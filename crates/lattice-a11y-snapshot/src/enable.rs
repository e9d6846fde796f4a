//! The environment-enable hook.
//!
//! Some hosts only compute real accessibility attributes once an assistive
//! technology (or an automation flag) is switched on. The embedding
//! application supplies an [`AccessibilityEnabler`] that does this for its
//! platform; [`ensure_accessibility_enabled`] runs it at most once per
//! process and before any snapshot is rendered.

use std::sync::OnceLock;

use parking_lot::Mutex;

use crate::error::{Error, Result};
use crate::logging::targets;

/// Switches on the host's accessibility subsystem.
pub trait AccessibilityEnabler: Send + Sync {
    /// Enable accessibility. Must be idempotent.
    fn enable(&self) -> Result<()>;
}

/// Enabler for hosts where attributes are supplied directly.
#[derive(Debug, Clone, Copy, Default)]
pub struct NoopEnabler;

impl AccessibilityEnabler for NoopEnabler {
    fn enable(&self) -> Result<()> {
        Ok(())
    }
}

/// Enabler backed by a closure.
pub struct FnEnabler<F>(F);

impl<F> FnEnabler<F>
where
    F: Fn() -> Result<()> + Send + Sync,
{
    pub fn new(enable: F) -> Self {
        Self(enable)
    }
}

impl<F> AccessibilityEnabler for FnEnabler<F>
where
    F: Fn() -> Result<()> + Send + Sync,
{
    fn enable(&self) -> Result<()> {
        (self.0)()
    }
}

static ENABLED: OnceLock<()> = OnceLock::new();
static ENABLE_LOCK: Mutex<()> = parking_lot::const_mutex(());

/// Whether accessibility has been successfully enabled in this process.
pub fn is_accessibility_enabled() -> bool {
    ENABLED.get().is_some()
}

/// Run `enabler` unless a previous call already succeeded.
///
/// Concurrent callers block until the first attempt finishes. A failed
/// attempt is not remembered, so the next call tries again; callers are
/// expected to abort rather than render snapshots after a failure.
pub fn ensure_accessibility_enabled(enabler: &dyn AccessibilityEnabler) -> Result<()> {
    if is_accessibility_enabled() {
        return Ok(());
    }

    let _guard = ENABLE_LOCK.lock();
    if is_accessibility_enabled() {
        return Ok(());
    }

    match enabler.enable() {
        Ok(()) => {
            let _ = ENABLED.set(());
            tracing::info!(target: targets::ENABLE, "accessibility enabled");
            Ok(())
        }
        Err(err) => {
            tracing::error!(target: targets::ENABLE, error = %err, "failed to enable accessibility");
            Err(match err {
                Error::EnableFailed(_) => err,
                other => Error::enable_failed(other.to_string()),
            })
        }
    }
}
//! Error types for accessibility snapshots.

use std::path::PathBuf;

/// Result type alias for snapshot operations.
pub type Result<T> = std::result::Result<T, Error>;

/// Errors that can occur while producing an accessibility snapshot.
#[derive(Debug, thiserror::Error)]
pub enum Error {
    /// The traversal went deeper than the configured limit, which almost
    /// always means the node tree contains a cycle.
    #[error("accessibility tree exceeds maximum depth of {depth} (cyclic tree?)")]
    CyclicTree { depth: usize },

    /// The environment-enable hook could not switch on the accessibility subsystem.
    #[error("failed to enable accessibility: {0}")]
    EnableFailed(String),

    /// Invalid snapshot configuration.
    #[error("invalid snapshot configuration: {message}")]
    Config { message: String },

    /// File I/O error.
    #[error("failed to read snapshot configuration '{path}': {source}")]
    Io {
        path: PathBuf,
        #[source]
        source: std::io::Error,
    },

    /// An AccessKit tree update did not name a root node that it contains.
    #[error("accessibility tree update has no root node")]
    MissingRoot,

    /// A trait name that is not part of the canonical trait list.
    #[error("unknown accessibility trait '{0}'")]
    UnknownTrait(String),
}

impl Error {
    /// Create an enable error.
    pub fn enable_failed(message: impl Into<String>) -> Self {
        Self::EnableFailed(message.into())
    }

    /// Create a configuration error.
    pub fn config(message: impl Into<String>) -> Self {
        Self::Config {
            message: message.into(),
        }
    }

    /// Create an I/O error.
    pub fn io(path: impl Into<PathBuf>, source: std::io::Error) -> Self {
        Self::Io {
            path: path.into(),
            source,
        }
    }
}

==============================

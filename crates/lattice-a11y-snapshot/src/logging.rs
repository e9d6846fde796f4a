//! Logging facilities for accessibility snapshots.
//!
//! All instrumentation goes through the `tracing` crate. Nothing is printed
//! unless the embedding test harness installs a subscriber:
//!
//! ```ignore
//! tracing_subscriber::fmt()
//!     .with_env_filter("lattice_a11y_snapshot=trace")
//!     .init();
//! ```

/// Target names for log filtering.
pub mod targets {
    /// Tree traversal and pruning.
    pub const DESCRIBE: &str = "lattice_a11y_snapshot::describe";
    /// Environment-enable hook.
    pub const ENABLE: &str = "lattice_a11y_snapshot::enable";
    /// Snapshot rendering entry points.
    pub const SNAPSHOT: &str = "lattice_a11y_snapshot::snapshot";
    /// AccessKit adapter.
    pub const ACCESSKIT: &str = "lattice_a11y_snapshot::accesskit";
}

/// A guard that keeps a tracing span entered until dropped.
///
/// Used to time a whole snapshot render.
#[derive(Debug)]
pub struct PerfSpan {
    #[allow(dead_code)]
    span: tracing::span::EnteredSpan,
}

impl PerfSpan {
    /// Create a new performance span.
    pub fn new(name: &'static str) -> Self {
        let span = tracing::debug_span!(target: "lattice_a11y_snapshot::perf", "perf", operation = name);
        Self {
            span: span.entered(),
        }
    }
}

==============================

▶ Problem statement
The answer should be one number, the count of lines above that contain "FnEnabler".

▶ Answer space
3